After a few days trying to book a Visa appointment with TLS Contact which had 0 availability and the consulate telling me to just often refresh, I decided to write a Chrome extension to check when they add them and notify me in case I would be around.
In the past I had done that with scripts after saving the cookies/tokens but this time I decided to try doing it in the browser.
Pros:
- I just need to login in a tab and let it there. It keeps refreshing so the session remains valid, but if it expired I would just need to login again.
- I get to learn extensions APIs
Cons:
- I will not be notified while not in front of my computer, however they seem to be manually adding the appointments so only during working hours
The first part was to create a content script to be run in the context of the page each time I visit a page matching the given URL. This is achieved by adding this to the manifest.json:
"content_scripts": [
{
"matches": ["https://*.tlscontact.com/*/myapp.php*"],
"js": ["contentScript.js"]
}
],
In that script I made it reload the page every 10 minutes (as the data is directly in the response from the PHP script) and when the page is loaded to parse it to find available appointments.
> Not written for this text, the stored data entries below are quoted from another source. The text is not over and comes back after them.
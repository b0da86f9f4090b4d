//! Priority leveling over the task graph.
//!
//! Resolves tasks round by round: every round picks up the tasks whose
//! dependencies were all resolved in earlier rounds and hands them the
//! next priorities in a strictly increasing global sequence. This is a
//! breadth-level topological sort; bucketing the resulting priorities
//! later is what turns them into iterations.

use crate::core::TaskGraph;
use crate::error::{Error, Result};
use crate::rlog_debug;

/// Assign a priority to every task in the graph, or fail.
///
/// Candidates for a round are snapshotted before any of them is resolved,
/// so resolutions within a round only unlock tasks for the next round.
/// Within a round, tasks are ordered by ascending sum of their dependency
/// priorities, ties broken by discovery order. The resulting assignment
/// is deterministic for a given parsed graph.
///
/// # Errors
/// Returns `Error::CyclicDependency` if any task is still unresolved once
/// a round makes no progress. No partial result is usable: the caller must
/// treat the whole task set as unplannable.
pub fn assign_priorities(graph: &mut TaskGraph) -> Result<()> {
    let mut next_priority: u32 = 1;
    let mut round: u32 = 0;

    loop {
        round += 1;

        // Snapshot this round's resolvable tasks with their tie-break key.
        let mut candidates: Vec<_> = graph
            .node_indices()
            .filter(|&index| {
                let unresolved = graph
                    .task(index)
                    .map(|task| !task.is_resolved())
                    .unwrap_or(false);
                unresolved && graph.dependencies_resolved(index)
            })
            .map(|index| (graph.dependency_priority_sum(index), index))
            .collect();

        if candidates.is_empty() {
            break;
        }

        candidates.sort_by_key(|&(sum, index)| (sum, index));

        for (_, index) in candidates {
            if let Some(task) = graph.task_mut(index) {
                task.resolve(next_priority);
                next_priority += 1;
            }
        }

        rlog_debug!(
            "Leveling round {}: {} of {} task(s) resolved",
            round,
            next_priority - 1,
            graph.task_count()
        );
    }

    let unresolved = graph.unresolved_names();
    if !unresolved.is_empty() {
        return Err(Error::CyclicDependency { unresolved });
    }

    Ok(())
}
I then used the storage API to preserve that list between reloads and compare to know if there are new appointments.
I used the sync API, meaning it is shared between my browsers, just because I can.
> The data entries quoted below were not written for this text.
//! Parser for the dependency-chain input format.
//!
//! The input is a header line `N M` (declared task count and executor
//! capacity) followed by dependency chains, one per line. A chain
//! `a-b-c` declares that `b` depends on `a` and `c` depends on `b`.

use crate::core::TaskGraph;
use crate::error::{Error, Result};
use crate::rlog_debug;

/// Character separating task names within a chain line.
pub const CHAIN_SEPARATOR: char = '-';

/// The parsed input: header values plus the task graph.
///
/// `declared_count` is the header's N, a task-count hint the original
/// format carries but never enforces. `executors` is the header's M.
#[derive(Debug)]
pub struct ParsedInput {
    /// Declared task count from the header (informational).
    pub declared_count: usize,
    /// Executor capacity from the header.
    pub executors: usize,
    /// The dependency graph built from the chain lines.
    pub graph: TaskGraph,
}

/// Parse raw input text into a task graph.
///
/// The first line must contain at least two whitespace-separated
/// non-negative integers. Every following non-blank line is a dependency
/// chain. Blank lines produce no edges but are not an error.
///
/// # Errors
/// Returns `Error::MalformedHeader` if the header line is missing, has
/// fewer than two tokens, or a token is not a valid non-negative integer.
pub fn parse(input: &str) -> Result<ParsedInput> {
    let mut lines = input.lines();

    let header = lines
        .next()
        .ok_or_else(|| Error::MalformedHeader("input is empty".to_string()))?;
    let (declared_count, executors) = parse_header(header)?;

    let mut graph = TaskGraph::new();
    for line in lines {
        parse_chain(&mut graph, line);
    }

    rlog_debug!(
        "Parsed {} task(s), {} dependency edge(s) (declared N={}, M={})",
        graph.task_count(),
        graph.dependency_count(),
        declared_count,
        executors
    );

    Ok(ParsedInput {
        declared_count,
        executors,
        graph,
    })
}

/// Parse the `N M` header line.
fn parse_header(line: &str) -> Result<(usize, usize)> {
    let mut tokens = line.split_whitespace();

    let n = tokens
        .next()
        .ok_or_else(|| Error::MalformedHeader("expected two fields, found none".to_string()))?;
    let m = tokens
        .next()
        .ok_or_else(|| Error::MalformedHeader("expected two fields, found one".to_string()))?;

    let n = n.parse::<usize>().map_err(|_| {
        Error::MalformedHeader(format!("task count is not a non-negative integer: {:?}", n))
    })?;
    let m = m.parse::<usize>().map_err(|_| {
        Error::MalformedHeader(format!(
            "executor count is not a non-negative integer: {:?}",
            m
        ))
    })?;

    Ok((n, m))
}

/// Add one chain line's tasks and edges to the graph.
///
/// Empty segments (blank lines, doubled separators, stray whitespace)
/// are skipped rather than creating empty-named tasks.
fn parse_chain(graph: &mut TaskGraph, line: &str) {
    let mut prev = None;
    for name in line.split(CHAIN_SEPARATOR) {
        let name = name.trim();
        if name.is_empty() {
            continue;
        }

        let current = graph.ensure_task(name);
        if let Some(prev) = prev {
            graph.add_dependency(prev, current);
        }
        prev = Some(current);
    }
}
chrome.storage.sync.get('available', function(result) {
var av = result['available'] || {};
// Diff, log changes and notify of new ones
chrome.storage.sync.set({available: available}, function() {});
});
The next interesting part is the notifications, as user scripts are very restricted and can not use the notification API. What I had to do was to add a background script, which has more power, by adding this to the manifest.json:
"background": {
"scripts": ["background.js"],
"persistent": false
},
Now when the content script wants to notify of a new appointment, it sends a message:
chrome.runtime.sendMessage({Appointment: a}, function(response) {});
In the background script, I listen to those messages and create notifications:
chrome.runtime.onMessage.addListener(
function(request, sender, sendResponse) {
chrome.notifications.create(request.Appointment, {
type: 'basic',
title: 'New appointment available!',
message: request.Appointment
}, function(notificationId) {});
sendResponse({response: ""});
}
);
And that's it! It turned out to be much simpler than expected, and we booked an appointment the next day.